President Trump called for unity Saturday in the wake of clashes between white supremacists and counter-protestors in Charlottesville, Virginia, demanding “the division must stop, and must stop right now.”
“Ideally we have to love each other,” Mr. Trump said from his golf club in New Jersey, where he’s taking a working vacation, and was signing into law a veterans health bill.
Lawmakers from all sides of the political debate condemned the white nationalists who were rallying in Virginia, and most of them also condemned the counter-protests that combined for riots that reportedly left one person dead.
The president said he offered federal assistance to Gov. Terry McAuliffe in a conversation earlier in the day.
“We agreed that the hate and the division must stop, and must stop right now,” Mr. Trump said.

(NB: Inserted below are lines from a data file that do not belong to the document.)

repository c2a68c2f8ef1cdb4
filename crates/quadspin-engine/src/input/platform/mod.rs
pub(crate) mod winit;
use std::collections::HashSet;

use super::frame::InputFrame;
use super::types::{InputEvent, Key, KeyState, Modifiers};

/// Current keyboard state for the window.
#[derive(Debug, Default)]
pub struct InputState {
    pub modifiers: Modifiers,
    pub focused: bool,
    pub keys_down: HashSet<Key>,
}

impl InputState {
    /// Applies an input event to the current state and writes deltas to `frame`.
    pub fn apply_event(&mut self, frame: &mut InputFrame, ev: &InputEvent) {
        match ev {
            InputEvent::ModifiersChanged(m) => {
                self.modifiers = *m;
            }

            InputEvent::Focused(f) => {
                self.focused = *f;
                if !*f {
                    // Releases are not delivered to unfocused windows.
                    self.keys_down.clear();
                }
            }

            InputEvent::Key { key, state, modifiers, .. } => {
                self.modifiers = *modifiers;

                match state {
                    KeyState::Pressed => {
                        if self.keys_down.insert(*key) {
                            frame.keys_pressed.insert(*key);
                        }
                    }
                    KeyState::Released => {
                        if self.keys_down.remove(key) {
                            frame.keys_released.insert(*key);
                        }
                    }
                }
            }
        }
    }

    pub fn key_down(&self, key: Key) -> bool {
        self.keys_down.contains(&key)
    }
}

#[cfg(test)]
mod tests {
    use super::*;

    fn key(key: Key, state: KeyState, repeat: bool) -> InputEvent {
        InputEvent::Key { key, state, modifiers: Modifiers::default(), repeat }
    }

    #[test]
    fn press_is_recorded_once() {
        let mut state = InputState::default();
        let mut frame = InputFrame::default();

        state.apply_event(&mut frame, &key(Key::Escape, KeyState::Pressed, false));
        assert!(frame.was_pressed(Key::Escape));
        assert!(state.key_down(Key::Escape));

        frame.clear();
        state.apply_event(&mut frame, &key(Key::Escape, KeyState::Pressed, true));
        assert!(!frame.was_pressed(Key::Escape), "repeat must not count as a new press");
    }

    #[test]
    fn release_clears_down_state() {
        let mut state = InputState::default();
        let mut frame = InputFrame::default();

        state.apply_event(&mut frame, &key(Key::Space, KeyState::Pressed, false));
        state.apply_event(&mut frame, &key(Key::Space, KeyState::Released, false));

        assert!(!state.key_down(Key::Space));
        assert!(frame.keys_released.contains(&Key::Space));
    }

    #[test]
    fn release_without_press_is_ignored() {
        let mut state = InputState::default();
        let mut frame = InputFrame::default();
        state.apply_event(&mut frame, &key(Key::Q, KeyState::Released, false));
        assert!(frame.keys_released.is_empty());
    }

    #[test]
    fn focus_loss_drops_held_keys() {
        let mut state = InputState::default();
        let mut frame = InputFrame::default();

        state.apply_event(&mut frame, &InputEvent::Focused(true));
        state.apply_event(&mut frame, &key(Key::F11, KeyState::Pressed, false));
        state.apply_event(&mut frame, &InputEvent::Focused(false));

        assert!(!state.focused);
        assert!(state.keys_down.is_empty());
    }

    #[test]
    fn key_events_update_modifiers() {
        let mut state = InputState::default();
        let mut frame = InputFrame::default();
        let shift = Modifiers { shift: true, ..Modifiers::default() };

        state.apply_event(
            &mut frame,
            &InputEvent::Key { key: Key::Q, state: KeyState::Pressed, modifiers: shift, repeat: false },
        );
        assert!(state.modifiers.any());
    }
}
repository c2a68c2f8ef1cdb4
use std::time::Instant;

use anyhow::{Context, Result};
use ouroboros::self_referencing;

use winit::application::ApplicationHandler;
use winit::dpi::LogicalSize;
use winit::event::WindowEvent;
use winit::event_loop::{ActiveEventLoop, ControlFlow, EventLoop};
use winit::window::{Fullscreen, Window, WindowId};

use crate::core::{App as CoreApp, AppControl, FrameCtx, WindowCtx};
use crate::device::{Gpu, GpuInit};
use crate::input::platform::winit::translate_window_event;
use crate::input::{InputFrame, InputState};
use crate::time::{FrameClock, FrameLimiter, FrameTime};

/// How the window occupies the screen.
#[derive(Debug, Copy, Clone, Default, Eq, PartialEq)]
pub enum WindowMode {
    #[default]
    Windowed,
    /// Borderless full-screen on the current monitor.
    BorderlessFullscreen,
}

impl WindowMode {
    pub fn toggled(self) -> Self {
        match self {
            WindowMode::Windowed => WindowMode::BorderlessFullscreen,
            WindowMode::BorderlessFullscreen => WindowMode::Windowed,
        }
    }

    fn fullscreen(self) -> Option<Fullscreen> {
        match self {
            WindowMode::Windowed => None,
            WindowMode::BorderlessFullscreen => Some(Fullscreen::Borderless(None)),
        }
    }
}

/// Window/runtime configuration.
#[derive(Debug, Clone)]
pub struct RuntimeConfig {
    pub title: String,
    /// Size used in windowed mode.
    pub initial_size: LogicalSize<f64>,
    pub mode: WindowMode,
    pub resizable: bool,
    /// Redraw cap; 0 redraws as fast as the swapchain allows.
    pub target_fps: u32,
}

impl Default for RuntimeConfig {
    fn default() -> Self {
        Self {
            title: "quadspin".to_string(),
            initial_size: LogicalSize::new(1280.0, 720.0),
            mode: WindowMode::Windowed,
            resizable: true,
            target_fps: 140,
        }
    }
}

/// Runtime context passed to the application.
///
/// Commands are buffered and applied after the current callback returns.
#[derive(Default)]
pub struct RuntimeCtx {
    commands: Vec<Command>,
}

impl RuntimeCtx {
    pub fn exit(&mut self) {
        self.commands.push(Command::Exit);
    }

    pub fn set_window_mode(&mut self, mode: WindowMode) {
        self.commands.push(Command::SetWindowMode(mode));
    }

    /// Stops the loop and makes [`Runtime::run`] return `err`.
    pub fn fail(&mut self, err: anyhow::Error) {
        self.commands.push(Command::Fail(err));
    }
}

enum Command {
    SetWindowMode(WindowMode),
    Fail(anyhow::Error),
    Exit,
}

/// Entry point for the runtime.
pub struct Runtime;

impl Runtime {
    /// Opens the window and drives `app` until it exits or the window closes.
    ///
    /// Errors raised while creating the window or the GPU context, or passed to
    /// [`RuntimeCtx::fail`], are returned once the event loop has stopped.
    pub fn run<A>(config: RuntimeConfig, gpu_init: GpuInit, app: A) -> Result<()>
    where
        A: 'static + CoreApp,
    {
        let event_loop = EventLoop::new().context("failed to create winit EventLoop")?;
        let mut state = AppState::new(config, gpu_init, app);

        event_loop
            .run_app(&mut state)
            .context("winit event loop terminated with error")?;

        match state.error.take() {
            Some(err) => Err(err),
            None => Ok(()),
        }
    }
}

#[self_referencing]
struct WindowEntry {
    input_state: InputState,
    input_frame: InputFrame,
    clock: FrameClock,

    window: Window,

    #[borrows(window)]
    #[covariant]
    gpu: Gpu<'this>,
}

struct AppState<A>
where
    A: CoreApp + 'static,
{
    config: RuntimeConfig,
    gpu_init: GpuInit,
    app: A,

    limiter: FrameLimiter,
    mode: WindowMode,
    window: Option<WindowEntry>,

    error: Option<anyhow::Error>,
    app_released: bool,
}

impl<A> AppState<A>
where
    A: CoreApp + 'static,
{
    fn new(config: RuntimeConfig, gpu_init: GpuInit, app: A) -> Self {
        Self {
            limiter: FrameLimiter::new(config.target_fps),
            mode: config.mode,
            config,
            gpu_init,
            app,
            window: None,
            error: None,
            app_released: false,
        }
    }

    fn create_window_entry(&mut self, event_loop: &ActiveEventLoop) -> Result<()> {
        let attrs = Window::default_attributes()
            .with_title(self.config.title.clone())
            .with_inner_size(self.config.initial_size)
            .with_resizable(self.config.resizable)
            .with_fullscreen(self.mode.fullscreen());

        let window = event_loop
            .create_window(attrs)
            .context("failed to create window")?;

        let size = window.inner_size();
        log::info!(
            "window created: {}x{} {:?}, target {} fps",
            size.width,
            size.height,
            self.mode,
            self.config.target_fps
        );

        let gpu_init = self.gpu_init.clone();

        let entry = WindowEntryTryBuilder {
            input_state: InputState::default(),
            input_frame: InputFrame::default(),
            clock: FrameClock::default(),
            window,
            gpu_builder: |w| {
                pollster::block_on(Gpu::new(w, gpu_init))
                    .context("GPU initialization failed for window")
            },
        }
        .try_build()?;

        self.window = Some(entry);
        Ok(())
    }

    /// Releases the app's GPU resources, then the window and its GPU context.
    fn shutdown(&mut self, event_loop: &ActiveEventLoop) {
        self.release_app();
        self.window = None;
        event_loop.exit();
    }

    fn release_app(&mut self) {
        if !self.app_released {
            self.app_released = true;
            self.app.on_exit();
        }
    }

    fn fail(&mut self, event_loop: &ActiveEventLoop, err: anyhow::Error) {
        log::error!("{err:#}");
        self.error = Some(err);
        self.shutdown(event_loop);
    }

    fn set_window_mode(&mut self, mode: WindowMode) {
        self.mode = mode;
        if let Some(entry) = &self.window {
            entry.with_window(|w| w.set_fullscreen(mode.fullscreen()));
        }
        log::info!("window mode: {mode:?}");
    }

    /// Applies buffered commands. Returns true when the loop should stop.
    fn apply_commands(&mut self, ctx: RuntimeCtx) -> bool {
        let mut exit = false;
        for cmd in ctx.commands {
            match cmd {
                Command::SetWindowMode(mode) => self.set_window_mode(mode),
                Command::Fail(err) => {
                    log::error!("{err:#}");
                    self.error.get_or_insert(err);
                    exit = true;
                }
                Command::Exit => exit = true,
            }
        }
        exit
    }

    fn redraw(&mut self, event_loop: &ActiveEventLoop) {
        self.limiter.frame_started(Instant::now());

        let mut runtime_ctx = RuntimeCtx::default();
        let mut app_control = AppControl::Continue;

        let (app, window) = (&mut self.app, &mut self.window);
        let Some(entry) = window.as_mut() else {
            return;
        };

        entry.with_mut(|fields| {
            let ft: FrameTime = fields.clock.tick();

            // Scope to ensure `ctx` is dropped before mutating frame state.
            {
                let mut ctx = FrameCtx {
                    window: WindowCtx { window: fields.window },
                    gpu: fields.gpu,
                    input: fields.input_state,
                    input_frame: fields.input_frame,
                    time: ft,
                    runtime: &mut runtime_ctx,
                };

                app_control = app.on_frame(&mut ctx);
            }

            // Clear per-frame deltas after the frame is consumed.
            fields.input_frame.clear();
        });

        if app_control == AppControl::Exit {
            runtime_ctx.exit();
        }

        if self.apply_commands(runtime_ctx) {
            self.shutdown(event_loop);
        }
    }
}

impl<A> ApplicationHandler for AppState<A>
where
    A: CoreApp + 'static,
{
    fn resumed(&mut self, event_loop: &ActiveEventLoop) {
        if self.window.is_some() || self.app_released {
            return;
        }

        if let Err(e) = self.create_window_entry(event_loop) {
            self.fail(event_loop, e);
            return;
        }

        if let Some(entry) = &self.window {
            entry.with_window(|w| w.request_redraw());
        }
    }

    fn about_to_wait(&mut self, event_loop: &ActiveEventLoop) {
        let Some(entry) = &self.window else {
            return;
        };

        let now = Instant::now();
        if self.limiter.is_due(now) {
            event_loop.set_control_flow(ControlFlow::Wait);
            entry.with_window(|w| w.request_redraw());
        } else if let Some(deadline) = self.limiter.next_deadline() {
            event_loop.set_control_flow(ControlFlow::WaitUntil(deadline));
        }
    }

    fn window_event(
        &mut self,
        event_loop: &ActiveEventLoop,
        _window_id: WindowId,
        event: WindowEvent,
    ) {
        // Split borrows to avoid `self` capture inside `ouroboros` closures.
        let (app, window) = (&mut self.app, &mut self.window);
        let Some(entry) = window.as_mut() else {
            return;
        };

        let mut exit_from_input = false;

        entry.with_mut(|fields| {
            if let Some(ev) = translate_window_event(fields.input_state, &event) {
                if app.on_input(&ev) == AppControl::Exit {
                    exit_from_input = true;
                }
                fields.input_state.apply_event(fields.input_frame, &ev);
            }
        });

        if exit_from_input {
            self.shutdown(event_loop);
            return;
        }

        match &event {
            WindowEvent::CloseRequested => {
                log::info!("close requested");
                self.shutdown(event_loop);
            }

            WindowEvent::Resized(new_size) => {
                if let Some(entry) = self.window.as_mut() {
                    entry.with_gpu_mut(|gpu| gpu.resize(*new_size));
                    entry.with_window(|w| w.request_redraw());
                }
            }

            WindowEvent::ScaleFactorChanged { .. } => {
                if let Some(entry) = self.window.as_mut() {
                    let new_size = entry.with_window(|w| w.inner_size());
                    entry.with_gpu_mut(|gpu| gpu.resize(new_size));
                    entry.with_window(|w| w.request_redraw());
                }
            }

            WindowEvent::RedrawRequested => self.redraw(event_loop),

            _ => {}
        }
    }

    fn exiting(&mut self, _event_loop: &ActiveEventLoop) {
        self.release_app();
        self.window = None;
    }
}
//! GPU rendering subsystem.
//!
//! Each renderable owns its GPU resources (pipeline, buffers, textures) outright
//! and releases them when dropped. Nothing is shared between renderables.
//!
//! Convention:
//! - geometry is authored in NDC (`[-1, 1]`, +Y up)
//! - shaders are loaded from disk as vertex/fragment pairs (see [`shader`])

mod common;
mod ctx;

pub mod shader;
pub mod square;
pub mod text;
pub mod triangle;

pub use ctx::{RenderCtx, RenderTarget};
pub use shader::{ShaderProgram, ShaderSource};
pub use square::Square;
pub use text::{Text, TextStyle};
pub use triangle::Triangle;
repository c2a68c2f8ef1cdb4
//! Core engine-facing contracts.
//!
//! Defines the interface between the runtime (platform loop) and the
//! application, and the per-frame context handed to it.

mod app;
mod ctx;

pub use app::{App, AppControl};
pub use ctx::{FrameCtx, WindowCtx};
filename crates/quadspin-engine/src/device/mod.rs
//! GPU device + surface management.
//!
//! [`Gpu`] owns the wgpu device and the window surface, hands out one
//! [`GpuFrame`] per redraw and presents it. Surface loss and resizes are
//! absorbed here; callers only see [`FrameAcquire`].

mod acquire;
mod context;
mod frame;
mod init;
mod surface;

pub use acquire::{FrameAcquire, SurfaceErrorAction};
pub use context::Gpu;
pub use frame::GpuFrame;
pub use init::GpuInit;
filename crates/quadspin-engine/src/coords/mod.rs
//! Coordinate types shared across renderers.
//!
//! Renderables in this crate author geometry directly in NDC
//! (`[-1, 1]` on both axes, +Y up). The viewport carries the drawable size
//! so renderers can correct for aspect ratio and convert pixel extents.

mod viewport;

pub use viewport::Viewport;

But where some put the blame on the white nationalists alone, Mr. Trump, who has faced historic resistance to his presidency, suggested the problems ran across the political spectrum, and said it all needs to stop.
“We condemn in the strongest possible terms this egregious display of hatred, bigotry and violence on many sides — on many sides,” he said.
He said the wounds stretch back well beyond the current political environment.
“Not Donald Trump, not Barack Obama — it’s been going on for a long, long time,” he said. “It has no place in America.”
He also said the clashes were dissonant at a time when the country is “doing very well in so many ways.”